**Data for this task:**
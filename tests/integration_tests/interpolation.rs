use super::{element_coefficients, single_variable_config, test_polynomial};
use face_interpolation::condition::{BoundaryCondition, BoundaryConditionCatalog};
use face_interpolation::config::{InterpolationRequest, SolverConfig, Variable};
use face_interpolation::interpolation::enumerate_face_basis;
use face_interpolation::mesh::procedural::{create_rectangular_strip, StripOptions};
use face_interpolation::mesh::{Element, Face};
use face_interpolation::quadrature::{Quadrature, QuadratureRule};
use face_interpolation::taylor::{basis_count, taylor_powers, Differential};
use face_interpolation::workspace::FaceInterpolationWorkspace;
use face_interpolation::{ErrorKind, FaceInterpolationError};
use matrixcompare::{assert_matrix_eq, assert_scalar_eq};
use nalgebra::{DMatrix, Point2};
use proptest::prelude::*;
use std::collections::HashSet;

#[test]
fn constant_fields_are_averaged() {
    // One quadrature point per element, at equal distance on either side of the face
    let options = StripOptions {
        element_points_per_dim: 1,
        face_points: 1,
        boundary_tag: None,
    };
    let mut mesh = create_rectangular_strip(&Point2::origin(), 1.0, 2, 1, &options).unwrap();
    let config = single_variable_config(0, &[Differential::VALUE], 1, 1);
    let catalog = BoundaryConditionCatalog::default();
    let mut workspace = FaceInterpolationWorkspace::try_new(&config, &catalog).unwrap();

    let (elements, faces) = mesh.elements_and_faces_mut();
    faces[0]
        .update_operators(&mut workspace, elements, &config, &catalog)
        .unwrap();
    assert_eq!(workspace.n_adj_bases(), &[2]);
    assert_eq!(workspace.n_int_bases(), &[2]);

    let operators = faces[0].operators().unwrap();
    assert_eq!(operators.num_operators(), 1);
    assert_matrix_eq!(
        operators.operator(0),
        DMatrix::from_row_slice(1, 2, &[0.5, 0.5]),
        comp = abs,
        tol = 1e-14
    );
    let values = operators.apply(0, &[3.0, 7.0]);
    assert_scalar_eq!(values[0], 5.0, comp = abs, tol = 1e-14);
}

/// Computes the operators of the interior face of two elements and applies them to the exact
/// coefficients of a polynomial of the element order. Returns the largest error over all
/// differentials up to the element order.
fn reproduction_error(order: usize, face_points: usize, element_points_per_dim: usize) -> Result<f64, FaceInterpolationError> {
    let options = StripOptions {
        element_points_per_dim,
        face_points,
        boundary_tag: None,
    };
    let mut mesh = create_rectangular_strip(&Point2::new(-0.3, 0.2), 0.8, 2, 1, &options).unwrap();
    let differentials: Vec<_> = (0..basis_count(order)).map(Differential).collect();
    let config = single_variable_config(order, &differentials, face_points, element_points_per_dim.pow(2));
    let catalog = BoundaryConditionCatalog::default();
    let mut workspace = FaceInterpolationWorkspace::try_new(&config, &catalog).unwrap();

    let (elements, faces) = mesh.elements_and_faces_mut();
    let face = &mut faces[0];
    face.update_operators(&mut workspace, elements, &config, &catalog)?;

    let f = test_polynomial(order);
    let inputs: Vec<f64> = face
        .borders()
        .iter()
        .flat_map(|&border| element_coefficients(&f, &elements[border], order))
        .collect();

    let operators = face.operators().unwrap();
    assert_eq!(operators.num_operators(), differentials.len());
    let mut max_error = 0.0f64;
    for (r, differential) in differentials.iter().enumerate() {
        let (a, b) = differential.powers();
        let values = operators.apply(r, &inputs);
        for (value, x) in values.iter().zip(face.quadrature().points()) {
            max_error = max_error.max((value - f.derivative(a, b, x)).abs());
        }
    }
    Ok(max_error)
}

#[test]
fn polynomials_are_reproduced_exactly() {
    for order in 0..=2 {
        let error = reproduction_error(order, order + 1, order + 1).unwrap();
        assert!(error <= 1e-9, "order {order}: error {error:e}");
    }
}

#[test]
fn operators_either_reproduce_polynomials_or_fail() {
    for order in 0..=3 {
        for face_points in 1..=4 {
            for element_points_per_dim in 1..=4 {
                let well_posed = face_points > order && element_points_per_dim > order;
                let context = format!("order {order}, {face_points} face points, {element_points_per_dim}^2 element points");
                match reproduction_error(order, face_points, element_points_per_dim) {
                    Ok(error) => {
                        assert!(well_posed, "{context}: expected an error");
                        assert!(error <= 1e-9, "{context}: error {error:e}");
                    }
                    Err(FaceInterpolationError::BasisCountMismatch { .. }) => {
                        assert!(face_points <= order, "{context}");
                    }
                    Err(FaceInterpolationError::SingularSystem { .. }) => {
                        assert!(face_points > order && element_points_per_dim <= order, "{context}");
                    }
                    Err(err) => panic!("{context}: unexpected error {err}"),
                }
            }
        }
    }
}

#[test]
fn too_few_face_points_are_a_basis_count_mismatch() {
    // A linear interpolant along the face cannot be resolved by a single face point
    let err = reproduction_error(1, 1, 3).unwrap_err();
    assert_eq!(
        err,
        FaceInterpolationError::BasisCountMismatch {
            variable: 0,
            expected: 6,
            enumerated: 4
        }
    );
    assert_eq!(err.kind(), ErrorKind::Configuration);
}

#[test]
fn too_few_element_points_give_a_singular_system() {
    // 2 x 2 element points cannot determine the 6 coefficients of a quadratic
    let err = reproduction_error(2, 3, 2).unwrap_err();
    assert_eq!(err, FaceInterpolationError::SingularSystem { variable: 0 });
    assert_eq!(err.kind(), ErrorKind::Numerical);
}

#[test]
fn operators_follow_request_order_and_shapes() {
    let config = SolverConfig {
        variables: vec![Variable::new("u", 1), Variable::new("c", 0)],
        interpolations: vec![
            InterpolationRequest::new(0, Differential::VALUE),
            InterpolationRequest::new(1, Differential::VALUE),
            InterpolationRequest::new(0, Differential::DY),
        ],
        max_face_quadrature: 2,
        max_element_quadrature: 4,
    };
    let catalog = BoundaryConditionCatalog::new(vec![BoundaryCondition::new(
        "dirichlet on u",
        vec![vec![Differential::VALUE], vec![]],
    )]);
    let options = StripOptions {
        boundary_tag: Some(0),
        ..StripOptions::default()
    };
    let mut mesh = create_rectangular_strip(&Point2::origin(), 1.0, 2, 1, &options).unwrap();
    let mut workspace = FaceInterpolationWorkspace::try_new(&config, &catalog).unwrap();
    let (elements, faces) = mesh.elements_and_faces_mut();

    // Interior face
    faces[0]
        .update_operators(&mut workspace, elements, &config, &catalog)
        .unwrap();
    assert_eq!(workspace.n_adj_bases(), &[6, 2]);
    assert_eq!(workspace.n_int_bases(), &[6, 2]);
    let operators = faces[0].operators().unwrap();
    let shapes: Vec<_> = operators.iter().map(|op| op.shape()).collect();
    assert_eq!(shapes, vec![(2, 6), (2, 2), (2, 6)]);

    // Boundary face: the Dirichlet values of u follow the element coefficients
    let boundary = faces.iter().position(|face| face.is_boundary()).unwrap();
    faces[boundary]
        .update_operators(&mut workspace, elements, &config, &catalog)
        .unwrap();
    assert_eq!(workspace.n_adj_bases(), &[3, 1]);
    assert_eq!(workspace.n_int_bases(), &[5, 1]);
    let operators = faces[boundary].operators().unwrap();
    let shapes: Vec<_> = operators.iter().map(|op| op.shape()).collect();
    assert_eq!(shapes, vec![(2, 5), (2, 1), (2, 5)]);
    assert_eq!(operators.as_slice().len(), 10 + 2 + 10);
    assert_eq!(operators.layout(2).offset, 12);
}

#[test]
fn recomputation_is_bit_identical() {
    let options = StripOptions {
        element_points_per_dim: 3,
        face_points: 3,
        boundary_tag: None,
    };
    let mut mesh = create_rectangular_strip(&Point2::origin(), 0.5, 3, 2, &options).unwrap();
    let differentials = [Differential::VALUE, Differential::DX, Differential::DY];
    let config = single_variable_config(2, &differentials, 3, 9);
    let catalog = BoundaryConditionCatalog::default();
    let mut workspace = FaceInterpolationWorkspace::try_new(&config, &catalog).unwrap();
    let (elements, faces) = mesh.elements_and_faces_mut();

    let first = workspace
        .compute_face_operators(&faces[0], elements, &config, &catalog)
        .unwrap();
    // Process other faces in between to make sure no state leaks between faces
    for face in faces.iter().skip(1) {
        workspace
            .compute_face_operators(face, elements, &config, &catalog)
            .unwrap();
    }
    let second = workspace
        .compute_face_operators(&faces[0], elements, &config, &catalog)
        .unwrap();
    assert_eq!(first.as_slice(), second.as_slice());
}

#[test]
fn singular_system_is_a_numerical_error() {
    // Both element rules sample the face centre only, so the normal direction is not resolved
    let rule = || QuadratureRule::from_weights_and_points(vec![1.0], vec![Point2::new(1.0, 0.5)]).unwrap();
    let elements = vec![
        Element::new(Point2::new(0.5, 0.5), 1.0, rule()),
        Element::new(Point2::new(1.5, 0.5), 1.0, rule()),
    ];
    let mut face = Face::from_segment(&Point2::new(1.0, 0.0), &Point2::new(1.0, 1.0), 1, vec![0, 1]).unwrap();
    let config = single_variable_config(0, &[Differential::VALUE], 1, 1);
    let catalog = BoundaryConditionCatalog::default();
    let mut workspace = FaceInterpolationWorkspace::try_new(&config, &catalog).unwrap();

    let err = face
        .update_operators(&mut workspace, &elements, &config, &catalog)
        .unwrap_err();
    assert_eq!(err, FaceInterpolationError::SingularSystem { variable: 0 });
    assert_eq!(err.kind(), ErrorKind::Numerical);
    assert!(face.operators().is_none());
}

#[test]
fn failed_update_clears_previous_operators() {
    let options = StripOptions {
        element_points_per_dim: 1,
        face_points: 1,
        boundary_tag: None,
    };
    let mut mesh = create_rectangular_strip(&Point2::origin(), 1.0, 2, 1, &options).unwrap();
    let config = single_variable_config(0, &[Differential::VALUE], 1, 1);
    let catalog = BoundaryConditionCatalog::default();
    let mut workspace = FaceInterpolationWorkspace::try_new(&config, &catalog).unwrap();
    let (elements, faces) = mesh.elements_and_faces_mut();
    let face = &mut faces[0];
    face.update_operators(&mut workspace, elements, &config, &catalog)
        .unwrap();
    assert!(face.operators().is_some());

    // Elements missing
    let err = face
        .update_operators(&mut workspace, &elements[..1], &config, &catalog)
        .unwrap_err();
    assert!(matches!(err, FaceInterpolationError::InvalidConfiguration(_)));
    assert!(face.operators().is_none());
}

#[test]
fn invalid_faces_are_configuration_errors() {
    let options = StripOptions {
        element_points_per_dim: 2,
        face_points: 2,
        boundary_tag: Some(1),
    };
    let mesh = create_rectangular_strip(&Point2::origin(), 1.0, 1, 1, &options).unwrap();
    let config = single_variable_config(1, &[Differential::VALUE], 2, 4);
    let catalog = BoundaryConditionCatalog::new(vec![BoundaryCondition::new(
        "dirichlet",
        vec![vec![Differential::VALUE]],
    )]);
    let mut workspace = FaceInterpolationWorkspace::try_new(&config, &catalog).unwrap();

    // Tag 1 is not in the catalog
    let err = workspace
        .compute_face_operators(&mesh.faces[0], &mesh.elements, &config, &catalog)
        .unwrap_err();
    assert!(matches!(err, FaceInterpolationError::InvalidConfiguration(_)), "{err}");

    // More face points than the workspace was sized for
    let face = Face::from_segment(&Point2::new(1.0, 0.0), &Point2::new(1.0, 1.0), 3, vec![0]).unwrap();
    let err = workspace
        .compute_face_operators(&face, &mesh.elements, &config, &catalog)
        .unwrap_err();
    assert!(matches!(err, FaceInterpolationError::WorkspaceTooSmall { .. }), "{err}");
    assert_eq!(err.kind(), ErrorKind::Configuration);

    // Higher order than the workspace was sized for
    let quadratic = single_variable_config(2, &[Differential::VALUE], 2, 4);
    let face = face.with_boundary_tag(0);
    let err = workspace
        .compute_face_operators(&face, &mesh.elements, &quadratic, &catalog)
        .unwrap_err();
    assert!(matches!(err, FaceInterpolationError::WorkspaceTooSmall { .. }), "{err}");
}

proptest! {
    #[test]
    fn face_basis_is_the_bounded_monomial_set(
        n_borders in 1..=2usize,
        n_quadrature in 1..=6usize,
        order in 0..=4usize,
        n_constraints in 0..=3usize
    ) {
        let mut basis = Vec::new();
        let count = enumerate_face_basis(n_borders, n_quadrature, order, n_constraints, &mut basis);
        prop_assert_eq!(basis.len(), count);
        // Never more candidates than unknowns
        prop_assert!(count <= n_borders * basis_count(order) + n_constraints * n_quadrature);

        let bound = n_borders * (order + 1) + n_constraints;
        let bounded: HashSet<_> = (0..basis_count(bound))
            .filter(|&index| {
                let (p, q) = taylor_powers(index);
                p + n_borders * q < bound && q < n_quadrature
            })
            .collect();
        let distinct: HashSet<_> = basis.iter().copied().collect();
        prop_assert_eq!(distinct.len(), count);
        prop_assert_eq!(distinct, bounded);

        let levels: Vec<_> = basis
            .iter()
            .map(|&index| {
                let (p, q) = taylor_powers(index);
                p + n_borders * q
            })
            .collect();
        prop_assert!(levels.windows(2).all(|pair| pair[0] <= pair[1]));
    }
}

**Assigned task:**
Among the entries above, the lines between the ones containing "let mut max_error = 0.0f64;" and "let error = reproduction_error(order, order", inclusive, are to be transcribed exactly. No other line is to be given.

**Exercise result:**
    let mut max_error = 0.0f64;
    for (r, differential) in differentials.iter().enumerate() {
        let (a, b) = differential.powers();
        let values = operators.apply(r, &inputs);
        for (value, x) in values.iter().zip(face.quadrature().points()) {
            max_error = max_error.max((value - f.derivative(a, b, x)).abs());
        }
    }
    Ok(max_error)
}

#[test]
fn polynomials_are_reproduced_exactly() {
    for order in 0..=2 {
        let error = reproduction_error(order, order + 1, order + 1).unwrap();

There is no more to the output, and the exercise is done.